Illustration: Lazaro Gamio/Axios
Farmers may soon have a way to get paid out of thin air, or rather what they don't put into thin air.
What's happening: Little Rock nonprofit Winrock International will lead a $20 million pilot project to develop a standardized climate-impact reporting platform for farmers.
- It'll be tested through suppliers to Arkansas' Riceland Foods and the Intertribal Agriculture Council of Montana.
- The platform is one of 70 climate-smart projects valued at $2.8 billion announced by the USDA last week.
Why it matters: It's estimated that agriculture contributes about 11% of greenhouse gas emissions in the U.S., or about 24% globally.
- While farmers have been adopting more climate-friendly practices in recent years, they lack a standard mechanism to record and capitalize their good works, Winrock's Mary Grady told Axios.

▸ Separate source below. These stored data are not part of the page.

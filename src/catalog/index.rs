//! Command catalog derived from the registered books.
//!
//! The catalog is computed once per library: built-in commands first, then
//! each book's visible operations in declaration order, then the per-element
//! commands for every multi-valued field. Public names are unique; a second
//! owner producing a name already taken aborts construction.

use crate::book::{Book, OperationKind, OperationSpec};
use crate::catalog::model::{Builtin, CommandSpec, CommandTarget, ParamSpec};
use crate::catalog::naming::{Verb, custom_command_name, entry_command_name, record_command_name};
use crate::error::CatalogError;
use crate::library::Library;
use fuzzy_matcher::FuzzyMatcher;
use fuzzy_matcher::skim::SkimMatcherV2;
use std::collections::BTreeMap;
use tracing::debug;

const BUILTINS: &[(&str, Builtin)] = &[
    ("help", Builtin::Help),
    ("exit", Builtin::Exit),
    ("close", Builtin::Exit),
];

/// Order in which per-element commands are generated for a field.
const ENTRY_VERBS: [Verb; 4] = [Verb::Add, Verb::Update, Verb::Delete, Verb::Get];

const MAX_SUGGESTIONS: usize = 5;

#[derive(Clone, Debug, Default)]
pub struct CommandCatalog {
    entries: Vec<CommandSpec>,
    by_name: BTreeMap<String, usize>,
}

impl CommandCatalog {
    pub fn build(library: &Library) -> Result<Self, CatalogError> {
        let mut catalog = Self::default();
        for (name, builtin) in BUILTINS {
            catalog.insert(CommandSpec {
                name: name.to_string(),
                owner: None,
                target: CommandTarget::Builtin { builtin: *builtin },
                params: Vec::new(),
            })?;
        }
        for (position, book) in library.books().enumerate() {
            for operation in book.operations() {
                if let Some(spec) = operation_command(position, book, &operation) {
                    catalog.insert(spec)?;
                }
            }
            for field in book.schema().multi_value_fields() {
                for verb in ENTRY_VERBS {
                    catalog.insert(CommandSpec {
                        name: entry_command_name(verb, book.name(), field),
                        owner: Some(book.name().to_string()),
                        target: CommandTarget::Entry {
                            book: position,
                            verb,
                            field: field.clone(),
                        },
                        params: entry_params(verb, field),
                    })?;
                }
            }
        }
        debug!(
            commands = catalog.len(),
            books = library.len(),
            "built command catalog"
        );
        Ok(catalog)
    }

    fn insert(&mut self, spec: CommandSpec) -> Result<(), CatalogError> {
        if let Some(&existing) = self.by_name.get(&spec.name) {
            return Err(CatalogError::AmbiguousCollision {
                command: spec.name.clone(),
                first: self.entries[existing].owner_description(),
                second: spec.owner_description(),
            });
        }
        self.by_name.insert(spec.name.clone(), self.entries.len());
        self.entries.push(spec);
        Ok(())
    }

    pub fn get(&self, name: &str) -> Option<&CommandSpec> {
        self.by_name.get(name).map(|&index| &self.entries[index])
    }

    /// Commands in catalog order.
    pub fn iter(&self) -> impl Iterator<Item = &CommandSpec> {
        self.entries.iter()
    }

    pub fn names(&self) -> impl Iterator<Item = &str> {
        self.entries.iter().map(|spec| spec.name.as_str())
    }

    pub fn len(&self) -> usize {
        self.entries.len()
    }

    pub fn is_empty(&self) -> bool {
        self.entries.is_empty()
    }

    /// Closest command names to `typed`, best first.
    pub fn suggest(&self, typed: &str) -> Vec<String> {
        if typed.is_empty() {
            return Vec::new();
        }
        let matcher = SkimMatcherV2::default();
        let mut scored: Vec<(i64, &str)> = self
            .names()
            .filter_map(|name| matcher.fuzzy_match(name, typed).map(|score| (score, name)))
            .collect();
        scored.sort_by(|left, right| right.0.cmp(&left.0).then_with(|| left.1.cmp(right.1)));
        scored
            .into_iter()
            .take(MAX_SUGGESTIONS)
            .map(|(_, name)| name.to_string())
            .collect()
    }

    /// Human-readable listing, one command per line.
    pub fn render(&self) -> String {
        let mut out = String::from("Available commands:");
        for spec in &self.entries {
            out.push_str("\n  ");
            out.push_str(&spec.to_string());
        }
        out
    }
}

fn operation_command(
    position: usize,
    book: &dyn Book,
    operation: &OperationSpec,
) -> Option<CommandSpec> {
    let (name, target, params) = match operation.kind {
        OperationKind::Hidden => return None,
        OperationKind::Record(verb) => {
            let fields = book.schema().fields();
            let params = if fields.is_empty() {
                argument_params(&operation.params)
            } else {
                record_params(verb, fields)
            };
            (
                record_command_name(&operation.name, book.name()),
                CommandTarget::Record {
                    book: position,
                    verb,
                },
                params,
            )
        }
        OperationKind::Custom => (
            custom_command_name(&operation.name),
            CommandTarget::Custom {
                book: position,
                operation: operation.name.clone(),
            },
            argument_params(&operation.params),
        ),
    };
    Some(CommandSpec {
        name,
        owner: Some(book.name().to_string()),
        target,
        params,
    })
}

/// Parameters of a whole-record command, one (or two for update) per field.
pub fn record_params(verb: Verb, fields: &[String]) -> Vec<ParamSpec> {
    match verb {
        Verb::Add => fields.iter().map(|field| ParamSpec::value(field)).collect(),
        Verb::Get | Verb::Delete => fields.iter().map(|field| ParamSpec::search(field)).collect(),
        Verb::Update => fields
            .iter()
            .flat_map(|field| [ParamSpec::search(field), ParamSpec::update(field)])
            .collect(),
    }
}

pub fn entry_params(verb: Verb, field: &str) -> Vec<ParamSpec> {
    match verb {
        Verb::Add => vec![ParamSpec::value(field)],
        Verb::Get | Verb::Delete => vec![ParamSpec::search(field)],
        Verb::Update => vec![ParamSpec::search(field), ParamSpec::update(field)],
    }
}

fn argument_params(names: &[String]) -> Vec<ParamSpec> {
    names.iter().map(|name| ParamSpec::argument(name)).collect()
}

How it works: Grady leads Winrock's American Carbon Registry, the first private voluntary greenhouse gas (GHG) registry.
- The new online registry will use standardized USDA data so when a farmer reports planting a cover crop on 50 acres, they'll get the same credit as a peer down the road.
- Credits will accumulate into GHG certificates that can be issued and tracked.
- A farmer will be able to sell those — much like a carbon offset — or they can package certificates with their commodity when sold, effectively giving the buyer and the buyer's buyer — Tyson Foods or Walmart, for example — credit that can be applied to corporate emissions goals.
What they're saying: "Our objective is to reduce the cost burden on farmers to adopt a wide variety of climate-smart practices and to streamline the verification of climate results," Grady said in a news release.
- "The project will demonstrate how markets can deliver value directly to farmers by putting them in the driver’s seat," Grady added.